California’s is one of three dozen federally sanctioned prison joint venture programs run by states. Businesses get an abundant workforce, low rents and other incentives. Inmates with good disciplinary records receive the prevailing wage, far more than the nine cents an hour for most prison jobs.

Society, meanwhile, benefits because most earnings -- up to 80% -- go to support inmate families, compensate crime victims, pay taxes and reimburse the state for incarceration costs. Joint ventures also help keep jobs from flowing offshore.

Voters approved the program in 1990 over opposition from the California Labor Federation, AFL-CIO, which condemned it as unfair to “free labor and free business.” The joint venture program grew within eight years to involve 15 companies and several hundred inmates. Optimistic leaders hoped to have at least one venture in every prison.

Today, however, there are ventures at only six of the 32 state lockups. Budget cuts have reduced the staff to one full-time position and a consultant. Marketing has virtually ceased.
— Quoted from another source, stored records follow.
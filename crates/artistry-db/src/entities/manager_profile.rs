use sea_orm::entity::prelude::*;
use serde::{Deserialize, Serialize};

use super::user_profile::Gender;

#[derive(Clone, Debug, PartialEq, Eq, DeriveEntityModel, Serialize, Deserialize)]
#[sea_orm(table_name = "manager_profiles")]
pub struct Model {
    #[sea_orm(primary_key, auto_increment = false)]
    pub id: Uuid,
    #[sea_orm(unique)]
    pub user_id: Uuid,
    pub name: String,
    pub company_name: Option<String>,
    pub company_email: Option<String>,
    pub company_phone: Option<String>,
    pub date_of_birth: Option<Date>,
    pub gender: Gender,
    pub address: Option<String>,
    pub created_at: DateTimeWithTimeZone,
    pub updated_at: DateTimeWithTimeZone,
}

#[derive(Copy, Clone, Debug, EnumIter, DeriveRelation)]
pub enum Relation {
    #[sea_orm(
        belongs_to = "super::user::Entity",
        from = "Column::UserId",
        to = "super::user::Column::Id"
    )]
    User,
    #[sea_orm(has_many = "super::artist_profile::Entity")]
    ArtistProfile,
}

impl Related<super::user::Entity> for Entity {
    fn to() -> RelationDef {
        Relation::User.def()
    }
}

impl Related<super::artist_profile::Entity> for Entity {
    fn to() -> RelationDef {
        Relation::ArtistProfile.def()
    }
}

impl ActiveModelBehavior for ActiveModel {}
//! Request-boundary validation predicates shared by the auth and user
//! management handlers. Error message assembly stays in the handlers; these
//! only answer yes/no.

use chrono::NaiveDate;
use regex::Regex;
use std::sync::OnceLock;

/// Phone numbers: optional +, optional leading 1, 9-15 digits.
pub const PHONE_FORMAT_MESSAGE: &str =
    "Phone number must be entered in the format: '+999999999'. Up to 15 digits allowed.";

pub const DATE_IN_FUTURE_MESSAGE: &str = "Date must not be in the future.";

fn phone_regex() -> &'static Regex {
    static RE: OnceLock<Regex> = OnceLock::new();
    RE.get_or_init(|| Regex::new(r"^\+?1?\d{9,15}$").expect("phone regex is valid"))
}

pub fn valid_phone(phone: &str) -> bool {
    phone_regex().is_match(phone)
}

/// Basic email shape check: local part, exactly one @, domain with a dot,
/// sane length.
pub fn valid_email(email: &str) -> bool {
    if email.len() > 254 {
        return false;
    }
    match email.split_once('@') {
        Some((local, domain)) => {
            !local.is_empty() && !domain.contains('@') && domain.contains('.')
        }
        None => false,
    }
}

pub fn valid_password(password: &str) -> bool {
    password.len() >= 8
}

/// Dates of birth and similar fields must not lie in the future.
pub fn date_not_in_future(date: NaiveDate) -> bool {
    date <= chrono::Utc::now().date_naive()
}
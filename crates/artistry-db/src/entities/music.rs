use sea_orm::entity::prelude::*;
use serde::{Deserialize, Serialize};

#[derive(Debug, Clone, PartialEq, Eq, EnumIter, DeriveActiveEnum, Serialize, Deserialize)]
#[sea_orm(rs_type = "String", db_type = "Enum", enum_name = "music_genre")]
#[serde(rename_all = "snake_case")]
pub enum Genre {
    #[sea_orm(string_value = "rnb")]
    Rnb,
    #[sea_orm(string_value = "country")]
    Country,
    #[sea_orm(string_value = "classic")]
    Classic,
    #[sea_orm(string_value = "rock")]
    Rock,
    #[sea_orm(string_value = "jazz")]
    Jazz,
    #[sea_orm(string_value = "pop")]
    Pop,
    #[sea_orm(string_value = "indie_folk")]
    IndieFolk,
    #[sea_orm(string_value = "pop_rock")]
    PopRock,
    #[sea_orm(string_value = "alternative_rock")]
    AlternativeRock,
    #[sea_orm(string_value = "soul")]
    Soul,
}

impl Genre {
    pub fn as_str(&self) -> &str {
        match self {
            Genre::Rnb => "rnb",
            Genre::Country => "country",
            Genre::Classic => "classic",
            Genre::Rock => "rock",
            Genre::Jazz => "jazz",
            Genre::Pop => "pop",
            Genre::IndieFolk => "indie_folk",
            Genre::PopRock => "pop_rock",
            Genre::AlternativeRock => "alternative_rock",
            Genre::Soul => "soul",
        }
    }

    pub fn parse(value: &str) -> Option<Self> {
        match value {
            "rnb" => Some(Genre::Rnb),
            "country" => Some(Genre::Country),
            "classic" => Some(Genre::Classic),
            "rock" => Some(Genre::Rock),
            "jazz" => Some(Genre::Jazz),
            "pop" => Some(Genre::Pop),
            "indie_folk" => Some(Genre::IndieFolk),
            "pop_rock" => Some(Genre::PopRock),
            "alternative_rock" => Some(Genre::AlternativeRock),
            "soul" => Some(Genre::Soul),
            _ => None,
        }
    }
}

#[derive(Clone, Debug, PartialEq, Eq, DeriveEntityModel, Serialize, Deserialize)]
#[sea_orm(table_name = "music")]
pub struct Model {
    #[sea_orm(primary_key, auto_increment = false)]
    pub id: Uuid,
    pub title: String,
    pub album_name: Option<String>,
    pub release_date: Option<DateTimeWithTimeZone>,
    pub genre: Genre,
    /// Artist profile that created the record. Nullable independently of
    /// `artist_id`: the creator and the attributed artist may diverge.
    pub created_by: Option<Uuid>,
    pub artist_id: Option<Uuid>,
    pub created_at: DateTimeWithTimeZone,
    pub updated_at: DateTimeWithTimeZone,
}

#[derive(Copy, Clone, Debug, EnumIter, DeriveRelation)]
pub enum Relation {
    #[sea_orm(
        belongs_to = "super::artist_profile::Entity",
        from = "Column::CreatedBy",
        to = "super::artist_profile::Column::Id"
    )]
    Creator,
    #[sea_orm(
        belongs_to = "super::artist_profile::Entity",
        from = "Column::ArtistId",
        to = "super::artist_profile::Column::Id"
    )]
    Artist,
}

impl Related<super::artist_profile::Entity> for Entity {
    fn to() -> RelationDef {
        Relation::Artist.def()
    }
}

impl ActiveModelBehavior for ActiveModel {}
use sea_orm::entity::prelude::*;
use serde::{Deserialize, Serialize};

use super::user_profile::Gender;

#[derive(Clone, Debug, PartialEq, Eq, DeriveEntityModel, Serialize, Deserialize)]
#[sea_orm(table_name = "artist_profiles")]
pub struct Model {
    #[sea_orm(primary_key, auto_increment = false)]
    pub id: Uuid,
    #[sea_orm(unique)]
    pub user_id: Uuid,
    pub manager_id: Option<Uuid>,
    pub name: String,
    pub first_release_year: Option<i32>,
    pub no_of_albums_released: i32,
    pub date_of_birth: Option<Date>,
    pub gender: Gender,
    pub address: Option<String>,
    pub created_at: DateTimeWithTimeZone,
    pub updated_at: DateTimeWithTimeZone,
}

#[derive(Copy, Clone, Debug, EnumIter, DeriveRelation)]
pub enum Relation {
    #[sea_orm(
        belongs_to = "super::user::Entity",
        from = "Column::UserId",
        to = "super::user::Column::Id"
    )]
    User,
    #[sea_orm(
        belongs_to = "super::manager_profile::Entity",
        from = "Column::ManagerId",
        to = "super::manager_profile::Column::Id"
    )]
    Manager,
    #[sea_orm(has_many = "super::music::Entity")]
    Music,
}

impl Related<super::user::Entity> for Entity {
    fn to() -> RelationDef {
        Relation::User.def()
    }
}

impl Related<super::manager_profile::Entity> for Entity {
    fn to() -> RelationDef {
        Relation::Manager.def()
    }
}

impl Related<super::music::Entity> for Entity {
    fn to() -> RelationDef {
        Relation::Music.def()
    }
}

impl ActiveModelBehavior for ActiveModel {}
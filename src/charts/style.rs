//! Uniform look & feel for all charts.
//!
//! Presentation policy, not logic: every figure passes through [`apply`]
//! exactly once, so the dashboard reads as one system regardless of which
//! builder produced the chart.

use crate::charts::figure::{Figure, Font, Legend, Margin, Title};

pub const TEMPLATE: &str = "plotly_white";
pub const DEFAULT_HEIGHT: u32 = 360;

/// Apply the shared cosmetic contract: template, height, margins, a
/// left-anchored title, horizontal legend above the plot, closest-point
/// hover, and the common font size.
pub fn apply(mut fig: Figure, title: &str, height: u32) -> Figure {
    fig.layout.title = Some(Title {
        text: title.to_string(),
        x: 0.02,
        xanchor: "left".to_string(),
    });
    fig.layout.template = TEMPLATE.to_string();
    fig.layout.height = height;
    fig.layout.margin = Margin {
        t: 60,
        r: 16,
        b: 16,
        l: 16,
    };
    fig.layout.legend = Legend {
        orientation: "h".to_string(),
        yanchor: "bottom".to_string(),
        y: 1.02,
        xanchor: "left".to_string(),
        x: 0.0,
    };
    fig.layout.hover_mode = "closest".to_string();
    fig.layout.bar_gap = 0.15;
    fig.layout.font = Font { size: 12 };
    fig
}

#[cfg(test)]
mod tests {
    use super::*;

    #[test]
    fn cosmetic_contract_is_uniform() {
        let fig = apply(Figure::new(Vec::new()), "Some Chart", DEFAULT_HEIGHT);
        let layout = &fig.layout;

        let title = layout.title.as_ref().unwrap();
        assert_eq!(title.text, "Some Chart");
        assert_eq!(title.x, 0.02);
        assert_eq!(title.xanchor, "left");

        assert_eq!(layout.template, TEMPLATE);
        assert_eq!(layout.height, 360);
        assert_eq!((layout.margin.t, layout.margin.r), (60, 16));
        assert_eq!(layout.legend.orientation, "h");
        assert_eq!(layout.legend.y, 1.02);
        assert_eq!(layout.hover_mode, "closest");
        assert_eq!(layout.bar_gap, 0.15);
        assert_eq!(layout.font.size, 12);
    }

    #[test]
    fn height_override_is_respected() {
        let fig = apply(Figure::new(Vec::new()), "Tall", 420);
        assert_eq!(fig.layout.height, 420);
    }
}
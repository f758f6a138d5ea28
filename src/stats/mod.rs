//! Stats module - KPI aggregation, correlation, and descriptive summaries

pub mod aggregate;
pub mod correlation;
pub mod describe;

pub use aggregate::{
    best_outlet, mean, numeric_count, ranked_groups, top_group, total_sum, GroupTotal,
    MetricsError,
};
pub use correlation::{correlation_matrix, pearson, CorrelationMatrix};
pub use describe::{box_summary, percentile, quartiles, BoxSummary, Quartiles};
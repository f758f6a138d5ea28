//! Serializable figure specification.
//!
//! A figure is traces plus layout, mirroring the wire shape the
//! presentation layer renders. Nothing here draws; the builders in this
//! crate only assemble data and the renderer applies it.

use serde::Serialize;

/// A renderable chart specification.
#[derive(Debug, Clone, Serialize)]
pub struct Figure {
    pub traces: Vec<Trace>,
    pub layout: Layout,
}

impl Figure {
    pub fn new(traces: Vec<Trace>) -> Self {
        Self {
            traces,
            layout: Layout::default(),
        }
    }
}

#[derive(Debug, Clone, Serialize)]
#[serde(tag = "type", rename_all = "snake_case")]
pub enum Trace {
    Scatter(ScatterTrace),
    Bar(BarTrace),
    Histogram(HistogramTrace),
    Pie(PieTrace),
    Box(BoxTrace),
    Heatmap(HeatmapTrace),
}

/// Axis data is either numeric or categorical labels.
#[derive(Debug, Clone, Serialize)]
#[serde(untagged)]
pub enum AxisData {
    Numbers(Vec<f64>),
    Labels(Vec<String>),
}

#[derive(Debug, Clone, Copy, PartialEq, Eq, Serialize)]
pub enum ScatterMode {
    #[serde(rename = "lines+markers")]
    LinesMarkers,
    #[serde(rename = "markers")]
    Markers,
}

#[derive(Debug, Clone, Serialize)]
pub struct ScatterTrace {
    #[serde(skip_serializing_if = "Option::is_none")]
    pub name: Option<String>,
    pub x: AxisData,
    pub y: Vec<f64>,
    pub mode: ScatterMode,
    #[serde(skip_serializing_if = "Option::is_none")]
    pub opacity: Option<f64>,
    #[serde(skip_serializing_if = "Option::is_none")]
    pub hover_text: Option<Vec<String>>,
}

#[derive(Debug, Clone, Copy, PartialEq, Eq, Serialize)]
pub enum Orientation {
    #[serde(rename = "h")]
    Horizontal,
    #[serde(rename = "v")]
    Vertical,
}

#[derive(Debug, Clone, Serialize)]
pub struct BarTrace {
    pub x: AxisData,
    pub y: AxisData,
    pub orientation: Orientation,
}

#[derive(Debug, Clone, Serialize)]
pub struct HistogramTrace {
    pub x: Vec<f64>,
    pub nbinsx: usize,
    pub opacity: f64,
}

#[derive(Debug, Clone, Serialize)]
pub struct PieTrace {
    pub labels: Vec<String>,
    pub values: Vec<f64>,
    /// 0 for a full pie, fractions carve a donut.
    pub hole: f64,
    pub text_info: String,
    pub text_position: String,
}

/// Precomputed box; the renderer draws exactly these fences.
#[derive(Debug, Clone, Serialize)]
pub struct BoxTrace {
    pub name: String,
    pub q1: f64,
    pub median: f64,
    pub q3: f64,
    pub lower_fence: f64,
    pub upper_fence: f64,
    pub mean: f64,
}

#[derive(Debug, Clone, Serialize)]
pub struct HeatmapTrace {
    pub x: Vec<String>,
    pub y: Vec<String>,
    pub z: Vec<Vec<f64>>,
    pub colorscale: String,
    pub zmin: f64,
    pub zmax: f64,
    pub show_values: bool,
}

#[derive(Debug, Clone, Serialize)]
pub struct Layout {
    #[serde(skip_serializing_if = "Option::is_none")]
    pub title: Option<Title>,
    pub template: String,
    pub height: u32,
    pub margin: Margin,
    pub legend: Legend,
    pub hover_mode: String,
    pub bar_gap: f64,
    pub font: Font,
    pub x_axis: Axis,
    pub y_axis: Axis,
    #[serde(skip_serializing_if = "Vec::is_empty")]
    pub shapes: Vec<VerticalLine>,
    #[serde(skip_serializing_if = "Vec::is_empty")]
    pub annotations: Vec<Annotation>,
}

impl Default for Layout {
    fn default() -> Self {
        Self {
            title: None,
            template: String::new(),
            height: 0,
            margin: Margin::default(),
            legend: Legend::default(),
            hover_mode: String::new(),
            bar_gap: 0.0,
            font: Font { size: 0 },
            x_axis: Axis::default(),
            y_axis: Axis::default(),
            shapes: Vec::new(),
            annotations: Vec::new(),
        }
    }
}

#[derive(Debug, Clone, Serialize)]
pub struct Title {
    pub text: String,
    pub x: f64,
    pub xanchor: String,
}

#[derive(Debug, Clone, Copy, Default, Serialize)]
pub struct Margin {
    pub t: u32,
    pub r: u32,
    pub b: u32,
    pub l: u32,
}

#[derive(Debug, Clone, Default, Serialize)]
pub struct Legend {
    pub orientation: String,
    pub yanchor: String,
    pub y: f64,
    pub xanchor: String,
    pub x: f64,
}

#[derive(Debug, Clone, Copy, Serialize)]
pub struct Font {
    pub size: u32,
}

#[derive(Debug, Clone, Copy, PartialEq, Eq, Serialize)]
#[serde(rename_all = "lowercase")]
pub enum AxisScale {
    Linear,
    Log,
}

#[derive(Debug, Clone, Default, Serialize)]
pub struct Axis {
    #[serde(skip_serializing_if = "Option::is_none")]
    pub title: Option<String>,
    #[serde(rename = "type", skip_serializing_if = "Option::is_none")]
    pub scale: Option<AxisScale>,
    /// Explicit category order for ranked bars; renderers must not fall
    /// back to alphabetic ordering when this is set.
    #[serde(skip_serializing_if = "Option::is_none")]
    pub category_order: Option<Vec<String>>,
    #[serde(skip_serializing_if = "Option::is_none")]
    pub side: Option<String>,
}

/// Dotted marker line, used for the quartile overlay.
#[derive(Debug, Clone, Serialize)]
pub struct VerticalLine {
    pub x: f64,
    pub dash: String,
    pub opacity: f64,
}

#[derive(Debug, Clone, Serialize)]
pub struct Annotation {
    pub text: String,
    pub x: f64,
    pub position: String,
}

#[cfg(test)]
mod tests {
    use super::*;

    #[test]
    fn traces_serialize_with_a_type_tag() {
        let trace = Trace::Histogram(HistogramTrace {
            x: vec![1.0, 2.0],
            nbinsx: 10,
            opacity: 0.9,
        });
        let v = serde_json::to_value(&trace).unwrap();
        assert_eq!(v["type"], "histogram");
        assert_eq!(v["nbinsx"], 10);
    }

    #[test]
    fn axis_data_serializes_untagged() {
        let nums = serde_json::to_value(AxisData::Numbers(vec![1.0])).unwrap();
        assert!(nums.is_array());
        let labels = serde_json::to_value(AxisData::Labels(vec!["a".into()])).unwrap();
        assert_eq!(labels[0], "a");
    }

    #[test]
    fn orientation_uses_single_letter_codes() {
        assert_eq!(
            serde_json::to_value(Orientation::Horizontal).unwrap(),
            "h"
        );
        assert_eq!(serde_json::to_value(Orientation::Vertical).unwrap(), "v");
    }
}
The few convicts lucky enough to land a spot are packaging laboratory supplies, raising alfalfa and making computer circuit boards, display racks and brewery tanks.

The program was undermined from within, say many familiar with it.

Prison wardens have strongly resisted joint ventures as intrusions on the state’s principal mission of incarceration, said Jim Martin, a decade-long member of the program’s advisory board.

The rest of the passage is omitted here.